» **WORK REQUIRED**:
Which lines run from the line with "return None;" through the line with "for col in 0..cols.min(self.cols)" in the entries below? Print them exactly, both ends included, and nothing more.

*** Opening RECORDS PROVIDED ***

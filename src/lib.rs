pub mod config;
pub mod formats;
pub mod model;

pub use config::TilesetRegistry;
pub use model::{MapModel, TilesetData};
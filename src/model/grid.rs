use log::{trace, warn};
use thiserror::Error;

use crate::formats::map::{MapFile, MapFileError};
use crate::model::tileset::MAP_BLANK_SLOTS;

pub const MAX_DIMENSION: usize = u8::MAX as usize;

#[derive(Debug, Error)]
pub enum MapError {
    #[error(transparent)]
    File(#[from] MapFileError),

    #[error(transparent)]
    Io(#[from] std::io::Error),
}

/// A cell coordinate. Levels are stored top-down: level 0 is the ceiling.
#[derive(Debug, Copy, Clone, PartialEq, Eq, Hash)]
pub struct GridLocation {
    pub row: usize,
    pub col: usize,
    pub lev: usize,
}

impl GridLocation {
    pub fn new(row: usize, col: usize, lev: usize) -> Self {
        GridLocation { row, col, lev }
    }
}

/// The four part slots of a cell, in on-disk quad order.
#[derive(Debug, Copy, Clone, PartialEq, Eq)]
pub enum PartSlot {
    Floor,
    West,
    North,
    Content,
}

pub const PART_SLOTS: [PartSlot; 4] = [
    PartSlot::Floor,
    PartSlot::West,
    PartSlot::North,
    PartSlot::Content,
];

/// One grid cell: up to four catalog part references, the derived occultation
/// flag and the back-reference to a route node occupying the cell.
#[derive(Debug, Clone, Default, PartialEq, Eq)]
pub struct TileCell {
    pub floor: Option<usize>,
    pub west: Option<usize>,
    pub north: Option<usize>,
    pub content: Option<usize>,
    pub occulted: bool,
    pub node: Option<usize>,
}

impl TileCell {
    #[inline]
    pub fn part(&self, slot: PartSlot) -> Option<usize> {
        match slot {
            PartSlot::Floor => self.floor,
            PartSlot::West => self.west,
            PartSlot::North => self.north,
            PartSlot::Content => self.content,
        }
    }

    #[inline]
    pub fn set_part(&mut self, slot: PartSlot, part: Option<usize>) {
        match slot {
            PartSlot::Floor => self.floor = part,
            PartSlot::West => self.west = part,
            PartSlot::North => self.north = part,
            PartSlot::Content => self.content = part,
        }
    }

    #[inline]
    pub fn is_blank(&self) -> bool {
        self.floor.is_none() && self.west.is_none() && self.north.is_none() && self.content.is_none()
    }
}

/// Result of a resize: the rebuilt grid and the number of levels existing
/// content moved down by (nonzero only when the ceiling grew).
pub struct ResizeOutcome {
    pub grid: MapGrid,
    pub lev_shift: usize,
}

/// The tile grid of one map, level-major, row-major, column-major.
pub struct MapGrid {
    rows: usize,
    cols: usize,
    levs: usize,
    cells: Vec<TileCell>,
    changed: bool,
}

impl MapGrid {
    pub fn blank(rows: usize, cols: usize, levs: usize) -> Self {
        MapGrid {
            rows,
            cols,
            levs,
            cells: vec![TileCell::default(); rows * cols * levs],
            changed: false,
        }
    }

    /// Decodes MAP bytes against a catalog of `catalog_len` parts. Part
    /// bytes that do not resolve are clamped to blank and the grid is
    /// flagged changed so the next save persists the repair.
    pub fn load(bytes: &[u8], catalog_len: usize) -> Result<Self, MapError> {
        let file = MapFile::read(bytes)?;
        trace!(
            "MapGrid::load {}x{}x{}",
            file.rows,
            file.cols,
            file.levs
        );

        let mut grid = MapGrid::blank(file.rows as usize, file.cols as usize, file.levs as usize);

        let mut clamped = 0usize;
        for (cell, quad) in grid.cells.iter_mut().zip(&file.quads) {
            cell.floor = decode_part_byte(quad[0], catalog_len, &mut clamped);
            cell.west = decode_part_byte(quad[1], catalog_len, &mut clamped);
            cell.north = decode_part_byte(quad[2], catalog_len, &mut clamped);
            cell.content = decode_part_byte(quad[3], catalog_len, &mut clamped);
        }

        if clamped != 0 {
            warn!("{clamped} part references outside the catalog were cleared");
            grid.changed = true;
        }

        Ok(grid)
    }

    /// Encodes the grid back to MAP bytes. A part whose index no longer fits
    /// the on-disk byte is written blank; the loss is logged, not repaired.
    pub fn save(&self) -> Vec<u8> {
        let mut overflowed = 0usize;
        let quads = self
            .cells
            .iter()
            .map(|cell| {
                [
                    encode_part_byte(cell.floor, &mut overflowed),
                    encode_part_byte(cell.west, &mut overflowed),
                    encode_part_byte(cell.north, &mut overflowed),
                    encode_part_byte(cell.content, &mut overflowed),
                ]
            })
            .collect();

        if overflowed != 0 {
            warn!("{overflowed} parts past the index byte written as blank");
        }

        MapFile {
            rows: self.rows as u8,
            cols: self.cols as u8,
            levs: self.levs as u8,
            quads,
        }
        .write()
    }

    #[inline]
    pub fn rows(&self) -> usize {
        self.rows
    }

    #[inline]
    pub fn cols(&self) -> usize {
        self.cols
    }

    #[inline]
    pub fn levs(&self) -> usize {
        self.levs
    }

    #[inline]
    pub fn contains(&self, loc: GridLocation) -> bool {
        loc.row < self.rows && loc.col < self.cols && loc.lev < self.levs
    }

    #[inline]
    fn index(&self, loc: GridLocation) -> usize {
        (loc.lev * self.rows + loc.row) * self.cols + loc.col
    }

    #[inline]
    pub fn cell(&self, loc: GridLocation) -> &TileCell {
        &self.cells[self.index(loc)]
    }

    #[inline]
    pub fn cell_mut(&mut self, loc: GridLocation) -> &mut TileCell {
        let index = self.index(loc);
        &mut self.cells[index]
    }

    #[inline]
    pub fn is_changed(&self) -> bool {
        self.changed
    }

    #[inline]
    pub fn clear_changed(&mut self) {
        self.changed = false;
    }

    /// Places (or clears) one part slot, reporting the touched cells.
    pub fn set_part(
        &mut self,
        loc: GridLocation,
        slot: PartSlot,
        part: Option<usize>,
    ) -> Vec<GridLocation> {
        if !self.contains(loc) {
            return Vec::new();
        }
        let cell = self.cell_mut(loc);
        if cell.part(slot) == part {
            return Vec::new();
        }
        cell.set_part(slot, part);
        self.changed = true;
        vec![loc]
    }

    /// Blanks all four part slots of a cell, reporting the touched cells.
    pub fn clear_cell(&mut self, loc: GridLocation) -> Vec<GridLocation> {
        if !self.contains(loc) {
            return Vec::new();
        }
        let cell = self.cell_mut(loc);
        if cell.is_blank() {
            return Vec::new();
        }
        for slot in PART_SLOTS {
            cell.set_part(slot, None);
        }
        self.changed = true;
        vec![loc]
    }

    /// Rebuilds the grid at the new dimensions, keeping content at matching
    /// coordinates. Growing levels with `grow_ceiling` prepends the new
    /// empty levels instead, pushing existing content down in index space;
    /// the reported shift must then be applied to every route node's level.
    pub fn resize(
        &self,
        rows: usize,
        cols: usize,
        levs: usize,
        grow_ceiling: bool,
    ) -> Option<ResizeOutcome> {
        for dim in [rows, cols, levs] {
            if dim == 0 || dim > MAX_DIMENSION {
                return None;
            }
        }

        let lev_shift = if grow_ceiling && levs > self.levs {
            levs - self.levs
        } else {
            0
        };

        let mut grid = MapGrid::blank(rows, cols, levs);
        for lev in 0..levs {
            let src_lev = match lev.checked_sub(lev_shift) {
                Some(src) if src < self.levs => src,
                _ => continue,
            };
            for row in 0..rows.min(self.rows) {
                for col in 0..cols.min(self.cols) {
                    *grid.cell_mut(GridLocation::new(row, col, lev)) =
                        self.cell(GridLocation::new(row, col, src_lev)).clone();
                }
            }
        }
        grid.changed = true;

        Some(ResizeOutcome { grid, lev_shift })
    }

    /// Recomputes the occultation flags: a cell is hidden when the level
    /// below carries a complete 3x3 floor patch anchored at it. The two
    /// highest rows and columns are never evaluated and stay visible;
    /// viewers depend on that boundary.
    pub fn calculate_occultation(&mut self, force_visible: bool) {
        for cell in &mut self.cells {
            cell.occulted = false;
        }
        if force_visible {
            return;
        }

        for lev in (1..self.levs).rev() {
            for row in 0..self.rows.saturating_sub(2) {
                for col in 0..self.cols.saturating_sub(2) {
                    let mut occulted = true;
                    'patch: for dr in 0..3 {
                        for dc in 0..3 {
                            if !self.floor_present(row + dr, col + dc, lev - 1) {
                                occulted = false;
                                break 'patch;
                            }
                        }
                    }
                    self.cell_mut(GridLocation::new(row, col, lev)).occulted = occulted;
                }
            }
        }
    }

    #[inline]
    fn floor_present(&self, row: usize, col: usize, lev: usize) -> bool {
        self.cell(GridLocation::new(row, col, lev)).floor.is_some()
    }
}

#[inline]
fn decode_part_byte(byte: u8, catalog_len: usize, clamped: &mut usize) -> Option<usize> {
    match byte as usize {
        0 => None,
        v if v >= MAP_BLANK_SLOTS && v - MAP_BLANK_SLOTS < catalog_len => Some(v - MAP_BLANK_SLOTS),
        _ => {
            *clamped += 1;
            None
        }
    }
}

#[inline]
fn encode_part_byte(part: Option<usize>, overflowed: &mut usize) -> u8 {
    match part {
        None => 0,
        Some(id) => {
            let value = id + MAP_BLANK_SLOTS;
            if value > u8::MAX as usize {
                *overflowed += 1;
                0
            } else {
                value as u8
            }
        }
    }
}
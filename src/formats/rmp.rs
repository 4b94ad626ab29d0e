use std::io::Read;
use thiserror::Error;

use crate::formats::bytes::read_u8;

/// Fixed on-disk size of one route-node record.
pub const RMP_RECORD_SIZE: usize = 24;

/// Link slots per node.
pub const NODE_LINKS: usize = 5;

// link destination bytes above the node range are sentinels
pub const LINK_EXIT_NORTH: u8 = 251;
pub const LINK_EXIT_EAST: u8 = 252;
pub const LINK_EXIT_SOUTH: u8 = 253;
pub const LINK_EXIT_WEST: u8 = 254;
pub const LINK_NOT_USED: u8 = 255;

/// Highest addressable node count with 1-byte link destinations.
pub const MAX_NODES: usize = LINK_EXIT_NORTH as usize;

#[derive(Debug, Error)]
pub enum RmpFileError {
    #[error("route data of {len} bytes is not a multiple of {RMP_RECORD_SIZE}")]
    CorruptFile { len: usize },

    #[error(transparent)]
    Io(#[from] std::io::Error),
}

/// Raw 24-byte route-node record: position, five 3-byte link slots, then
/// unit type, rank and the spawn/patrol/attack weights.
#[derive(Debug, Clone, Copy, PartialEq, Eq)]
pub struct NodeRecord {
    pub row: u8,
    pub col: u8,
    pub lev: u8,
    pub unknown3: u8,
    pub links: [[u8; 3]; NODE_LINKS], // destination, distance, passability
    pub unit: u8,
    pub rank: u8,
    pub patrol: u8,
    pub attack: u8,
    pub spawn: u8,
}

impl NodeRecord {
    fn read<R: Read>(reader: &mut R) -> Result<Self, std::io::Error> {
        let row = read_u8(reader)?;
        let col = read_u8(reader)?;
        let lev = read_u8(reader)?;
        let unknown3 = read_u8(reader)?;

        let mut links = [[0u8; 3]; NODE_LINKS];
        for link in &mut links {
            reader.read_exact(link)?;
        }

        Ok(NodeRecord {
            row,
            col,
            lev,
            unknown3,
            links,
            unit: read_u8(reader)?,
            rank: read_u8(reader)?,
            patrol: read_u8(reader)?,
            attack: read_u8(reader)?,
            spawn: read_u8(reader)?,
        })
    }

    pub fn to_bytes(&self) -> [u8; RMP_RECORD_SIZE] {
        let mut raw = [0u8; RMP_RECORD_SIZE];
        raw[0] = self.row;
        raw[1] = self.col;
        raw[2] = self.lev;
        raw[3] = self.unknown3;
        for (slot, link) in self.links.iter().enumerate() {
            let base = 4 + slot * 3;
            raw[base..base + 3].copy_from_slice(link);
        }
        raw[19] = self.unit;
        raw[20] = self.rank;
        raw[21] = self.patrol;
        raw[22] = self.attack;
        raw[23] = self.spawn;
        raw
    }
}

pub fn read_records(bytes: &[u8]) -> Result<Vec<NodeRecord>, RmpFileError> {
    if bytes.len() % RMP_RECORD_SIZE != 0 {
        return Err(RmpFileError::CorruptFile { len: bytes.len() });
    }

    let count = bytes.len() / RMP_RECORD_SIZE;
    let reader = &mut &bytes[..];
    let mut records = Vec::with_capacity(count);
    for _ in 0..count {
        records.push(NodeRecord::read(reader)?);
    }
    Ok(records)
}

pub fn write_records(records: &[NodeRecord]) -> Vec<u8> {
    let mut bytes = Vec::with_capacity(records.len() * RMP_RECORD_SIZE);
    for record in records {
        bytes.extend_from_slice(&record.to_bytes());
    }
    bytes
}

#[cfg(test)]
mod tests {
    use super::*;

    #[test]
    fn roundtrips_records() {
        let mut record = NodeRecord {
            row: 3,
            col: 7,
            lev: 1,
            unknown3: 0,
            links: [[LINK_NOT_USED, 0, 0]; NODE_LINKS],
            unit: 2,
            rank: 4,
            patrol: 5,
            attack: 1,
            spawn: 9,
        };
        record.links[0] = [1, 3, 0];
        record.links[1] = [LINK_EXIT_WEST, 0, 0];

        let bytes = write_records(&[record]);
        assert_eq!(bytes.len(), RMP_RECORD_SIZE);
        assert_eq!(read_records(&bytes).unwrap(), vec![record]);
    }

    #[test]
    fn rejects_partial_record() {
        let bytes = vec![0u8; RMP_RECORD_SIZE + 5];
        assert!(matches!(
            read_records(&bytes),
            Err(RmpFileError::CorruptFile { .. })
        ));
    }
}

*** Closing RECORDS PROVIDED ***

» **TASK RESULT**:
                return None;
            }
        }

        let lev_shift = if grow_ceiling && levs > self.levs {
            levs - self.levs
        } else {
            0
        };

        let mut grid = MapGrid::blank(rows, cols, levs);
        for lev in 0..levs {
            let src_lev = match lev.checked_sub(lev_shift) {
                Some(src) if src < self.levs => src,
                _ => continue,
            };
            for row in 0..rows.min(self.rows) {
                for col in 0..cols.min(self.cols) {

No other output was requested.